Problem to solve
Give every entry again, exactly as it stands.

>>>

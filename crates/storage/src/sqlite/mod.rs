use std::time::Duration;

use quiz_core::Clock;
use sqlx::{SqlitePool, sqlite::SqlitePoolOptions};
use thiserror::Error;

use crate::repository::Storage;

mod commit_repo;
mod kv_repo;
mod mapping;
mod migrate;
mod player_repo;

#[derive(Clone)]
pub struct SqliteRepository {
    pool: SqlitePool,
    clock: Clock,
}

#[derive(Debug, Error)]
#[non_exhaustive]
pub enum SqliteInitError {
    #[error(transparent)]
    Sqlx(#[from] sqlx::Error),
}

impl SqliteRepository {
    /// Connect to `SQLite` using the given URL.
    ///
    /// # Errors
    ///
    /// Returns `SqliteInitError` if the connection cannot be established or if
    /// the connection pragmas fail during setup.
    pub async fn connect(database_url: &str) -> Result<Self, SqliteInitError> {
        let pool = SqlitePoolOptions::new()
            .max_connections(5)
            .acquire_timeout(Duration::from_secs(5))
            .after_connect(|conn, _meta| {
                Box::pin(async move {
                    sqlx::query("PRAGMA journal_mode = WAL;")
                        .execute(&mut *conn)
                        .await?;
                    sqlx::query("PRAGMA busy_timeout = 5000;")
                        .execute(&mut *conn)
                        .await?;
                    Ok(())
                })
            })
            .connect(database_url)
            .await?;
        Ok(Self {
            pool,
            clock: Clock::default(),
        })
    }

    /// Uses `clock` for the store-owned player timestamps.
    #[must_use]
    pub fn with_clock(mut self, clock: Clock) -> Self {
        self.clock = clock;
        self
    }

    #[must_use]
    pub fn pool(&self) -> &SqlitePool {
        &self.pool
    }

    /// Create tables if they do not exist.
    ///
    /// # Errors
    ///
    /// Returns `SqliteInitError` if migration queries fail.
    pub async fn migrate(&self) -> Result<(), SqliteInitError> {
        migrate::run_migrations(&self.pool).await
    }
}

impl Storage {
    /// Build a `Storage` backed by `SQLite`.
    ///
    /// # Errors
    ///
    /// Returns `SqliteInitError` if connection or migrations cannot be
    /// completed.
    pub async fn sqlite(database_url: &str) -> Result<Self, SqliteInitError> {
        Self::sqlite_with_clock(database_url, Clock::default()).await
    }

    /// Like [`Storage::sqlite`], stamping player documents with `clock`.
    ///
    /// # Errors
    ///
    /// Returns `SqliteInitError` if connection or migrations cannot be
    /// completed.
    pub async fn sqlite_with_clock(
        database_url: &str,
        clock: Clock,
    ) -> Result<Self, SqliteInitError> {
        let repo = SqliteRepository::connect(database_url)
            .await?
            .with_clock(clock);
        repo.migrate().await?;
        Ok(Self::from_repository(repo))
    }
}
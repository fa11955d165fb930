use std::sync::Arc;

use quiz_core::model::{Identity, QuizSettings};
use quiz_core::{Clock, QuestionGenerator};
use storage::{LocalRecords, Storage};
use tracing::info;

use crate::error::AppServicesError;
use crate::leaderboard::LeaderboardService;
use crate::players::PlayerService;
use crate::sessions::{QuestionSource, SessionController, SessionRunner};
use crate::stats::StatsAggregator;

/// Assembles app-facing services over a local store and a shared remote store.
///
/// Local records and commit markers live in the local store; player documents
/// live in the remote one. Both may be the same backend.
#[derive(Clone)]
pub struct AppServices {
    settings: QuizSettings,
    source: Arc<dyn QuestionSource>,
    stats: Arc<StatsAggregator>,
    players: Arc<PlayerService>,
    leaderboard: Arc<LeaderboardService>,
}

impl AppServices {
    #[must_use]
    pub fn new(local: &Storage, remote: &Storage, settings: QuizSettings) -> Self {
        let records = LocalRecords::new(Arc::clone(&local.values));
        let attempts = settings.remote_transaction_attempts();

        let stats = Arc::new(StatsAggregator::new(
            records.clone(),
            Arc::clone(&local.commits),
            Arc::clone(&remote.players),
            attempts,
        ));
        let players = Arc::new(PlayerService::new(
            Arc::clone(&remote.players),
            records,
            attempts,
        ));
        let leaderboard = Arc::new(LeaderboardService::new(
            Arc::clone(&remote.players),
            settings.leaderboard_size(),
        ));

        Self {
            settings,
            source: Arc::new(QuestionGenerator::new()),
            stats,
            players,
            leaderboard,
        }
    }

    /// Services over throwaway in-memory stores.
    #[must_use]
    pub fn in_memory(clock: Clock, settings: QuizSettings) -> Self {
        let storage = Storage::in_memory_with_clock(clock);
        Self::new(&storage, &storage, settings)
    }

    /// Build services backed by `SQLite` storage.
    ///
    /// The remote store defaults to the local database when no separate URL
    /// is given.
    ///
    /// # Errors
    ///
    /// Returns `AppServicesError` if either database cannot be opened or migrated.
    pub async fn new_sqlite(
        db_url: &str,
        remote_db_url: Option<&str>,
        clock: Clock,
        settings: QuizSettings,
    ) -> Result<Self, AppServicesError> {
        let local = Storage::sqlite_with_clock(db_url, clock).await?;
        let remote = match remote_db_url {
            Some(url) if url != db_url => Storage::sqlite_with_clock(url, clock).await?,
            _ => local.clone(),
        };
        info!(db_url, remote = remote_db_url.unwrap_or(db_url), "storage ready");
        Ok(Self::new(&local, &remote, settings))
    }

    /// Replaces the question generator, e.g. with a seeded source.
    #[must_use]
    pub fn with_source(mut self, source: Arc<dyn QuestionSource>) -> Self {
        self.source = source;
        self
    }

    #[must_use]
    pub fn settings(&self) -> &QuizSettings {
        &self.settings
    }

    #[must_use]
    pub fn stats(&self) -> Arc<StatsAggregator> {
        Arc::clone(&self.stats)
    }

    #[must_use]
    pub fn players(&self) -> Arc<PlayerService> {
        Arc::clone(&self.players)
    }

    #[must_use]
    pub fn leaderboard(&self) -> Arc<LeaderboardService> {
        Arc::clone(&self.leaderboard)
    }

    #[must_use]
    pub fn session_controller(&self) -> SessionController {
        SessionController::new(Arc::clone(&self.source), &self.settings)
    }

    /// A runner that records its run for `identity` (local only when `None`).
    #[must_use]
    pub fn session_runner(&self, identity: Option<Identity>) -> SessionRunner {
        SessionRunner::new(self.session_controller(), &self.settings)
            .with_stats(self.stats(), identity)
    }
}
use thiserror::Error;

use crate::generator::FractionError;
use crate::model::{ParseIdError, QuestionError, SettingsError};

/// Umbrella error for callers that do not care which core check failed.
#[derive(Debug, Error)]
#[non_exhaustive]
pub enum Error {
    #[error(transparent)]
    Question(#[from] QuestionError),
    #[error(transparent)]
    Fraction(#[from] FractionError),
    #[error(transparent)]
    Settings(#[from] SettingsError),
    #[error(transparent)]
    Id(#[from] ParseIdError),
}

<<<

The completed task
filename crates/storage/src/sqlite/mod.rs
use std::time::Duration;

use quiz_core::Clock;
use sqlx::{SqlitePool, sqlite::SqlitePoolOptions};
use thiserror::Error;

use crate::repository::Storage;

mod commit_repo;
mod kv_repo;
mod mapping;
mod migrate;
mod player_repo;

#[derive(Clone)]
pub struct SqliteRepository {
    pool: SqlitePool,
    clock: Clock,
}

#[derive(Debug, Error)]
#[non_exhaustive]
pub enum SqliteInitError {
    #[error(transparent)]
    Sqlx(#[from] sqlx::Error),
}

impl SqliteRepository {
    /// Connect to `SQLite` using the given URL.
    ///
    /// # Errors
    ///
    /// Returns `SqliteInitError` if the connection cannot be established or if
    /// the connection pragmas fail during setup.
    pub async fn connect(database_url: &str) -> Result<Self, SqliteInitError> {
        let pool = SqlitePoolOptions::new()
            .max_connections(5)
            .acquire_timeout(Duration::from_secs(5))
            .after_connect(|conn, _meta| {
                Box::pin(async move {
                    sqlx::query("PRAGMA journal_mode = WAL;")
                        .execute(&mut *conn)
                        .await?;
                    sqlx::query("PRAGMA busy_timeout = 5000;")
                        .execute(&mut *conn)
                        .await?;
                    Ok(())
                })
            })
            .connect(database_url)
            .await?;
        Ok(Self {
            pool,
            clock: Clock::default(),
        })
    }

    /// Uses `clock` for the store-owned player timestamps.
    #[must_use]
    pub fn with_clock(mut self, clock: Clock) -> Self {
        self.clock = clock;
        self
    }

    #[must_use]
    pub fn pool(&self) -> &SqlitePool {
        &self.pool
    }

    /// Create tables if they do not exist.
    ///
    /// # Errors
    ///
    /// Returns `SqliteInitError` if migration queries fail.
    pub async fn migrate(&self) -> Result<(), SqliteInitError> {
        migrate::run_migrations(&self.pool).await
    }
}

impl Storage {
    /// Build a `Storage` backed by `SQLite`.
    ///
    /// # Errors
    ///
    /// Returns `SqliteInitError` if connection or migrations cannot be
    /// completed.
    pub async fn sqlite(database_url: &str) -> Result<Self, SqliteInitError> {
        Self::sqlite_with_clock(database_url, Clock::default()).await
    }

    /// Like [`Storage::sqlite`], stamping player documents with `clock`.
    ///
    /// # Errors
    ///
    /// Returns `SqliteInitError` if connection or migrations cannot be
    /// completed.
    pub async fn sqlite_with_clock(
        database_url: &str,
        clock: Clock,
    ) -> Result<Self, SqliteInitError> {
        let repo = SqliteRepository::connect(database_url)
            .await?
            .with_clock(clock);
        repo.migrate().await?;
        Ok(Self::from_repository(repo))
    }
}
repository fa11955d165fb930
use std::sync::Arc;

use quiz_core::model::{Identity, QuizSettings};
use quiz_core::{Clock, QuestionGenerator};
use storage::{LocalRecords, Storage};
use tracing::info;

use crate::error::AppServicesError;
use crate::leaderboard::LeaderboardService;
use crate::players::PlayerService;
use crate::sessions::{QuestionSource, SessionController, SessionRunner};
use crate::stats::StatsAggregator;

/// Assembles app-facing services over a local store and a shared remote store.
///
/// Local records and commit markers live in the local store; player documents
/// live in the remote one. Both may be the same backend.
#[derive(Clone)]
pub struct AppServices {
    settings: QuizSettings,
    source: Arc<dyn QuestionSource>,
    stats: Arc<StatsAggregator>,
    players: Arc<PlayerService>,
    leaderboard: Arc<LeaderboardService>,
}

impl AppServices {
    #[must_use]
    pub fn new(local: &Storage, remote: &Storage, settings: QuizSettings) -> Self {
        let records = LocalRecords::new(Arc::clone(&local.values));
        let attempts = settings.remote_transaction_attempts();

        let stats = Arc::new(StatsAggregator::new(
            records.clone(),
            Arc::clone(&local.commits),
            Arc::clone(&remote.players),
            attempts,
        ));
        let players = Arc::new(PlayerService::new(
            Arc::clone(&remote.players),
            records,
            attempts,
        ));
        let leaderboard = Arc::new(LeaderboardService::new(
            Arc::clone(&remote.players),
            settings.leaderboard_size(),
        ));

        Self {
            settings,
            source: Arc::new(QuestionGenerator::new()),
            stats,
            players,
            leaderboard,
        }
    }

    /// Services over throwaway in-memory stores.
    #[must_use]
    pub fn in_memory(clock: Clock, settings: QuizSettings) -> Self {
        let storage = Storage::in_memory_with_clock(clock);
        Self::new(&storage, &storage, settings)
    }

    /// Build services backed by `SQLite` storage.
    ///
    /// The remote store defaults to the local database when no separate URL
    /// is given.
    ///
    /// # Errors
    ///
    /// Returns `AppServicesError` if either database cannot be opened or migrated.
    pub async fn new_sqlite(
        db_url: &str,
        remote_db_url: Option<&str>,
        clock: Clock,
        settings: QuizSettings,
    ) -> Result<Self, AppServicesError> {
        let local = Storage::sqlite_with_clock(db_url, clock).await?;
        let remote = match remote_db_url {
            Some(url) if url != db_url => Storage::sqlite_with_clock(url, clock).await?,
            _ => local.clone(),
        };
        info!(db_url, remote = remote_db_url.unwrap_or(db_url), "storage ready");
        Ok(Self::new(&local, &remote, settings))
    }

    /// Replaces the question generator, e.g. with a seeded source.
    #[must_use]
    pub fn with_source(mut self, source: Arc<dyn QuestionSource>) -> Self {
        self.source = source;
        self
    }

    #[must_use]
    pub fn settings(&self) -> &QuizSettings {
        &self.settings
    }

    #[must_use]
    pub fn stats(&self) -> Arc<StatsAggregator> {
        Arc::clone(&self.stats)
    }

    #[must_use]
    pub fn players(&self) -> Arc<PlayerService> {
        Arc::clone(&self.players)
    }

    #[must_use]
    pub fn leaderboard(&self) -> Arc<LeaderboardService> {
        Arc::clone(&self.leaderboard)
    }

    #[must_use]
    pub fn session_controller(&self) -> SessionController {
        SessionController::new(Arc::clone(&self.source), &self.settings)
    }

    /// A runner that records its run for `identity` (local only when `None`).
    #[must_use]
    pub fn session_runner(&self, identity: Option<Identity>) -> SessionRunner {
        SessionRunner::new(self.session_controller(), &self.settings)
            .with_stats(self.stats(), identity)
    }
}
use thiserror::Error;

use crate::generator::FractionError;
use crate::model::{ParseIdError, QuestionError, SettingsError};

/// Umbrella error for callers that do not care which core check failed.
#[derive(Debug, Error)]
#[non_exhaustive]
pub enum Error {
    #[error(transparent)]
    Question(#[from] QuestionError),
    #[error(transparent)]
    Fraction(#[from] FractionError),
    #[error(transparent)]
    Settings(#[from] SettingsError),
    #[error(transparent)]
    Id(#[from] ParseIdError),
}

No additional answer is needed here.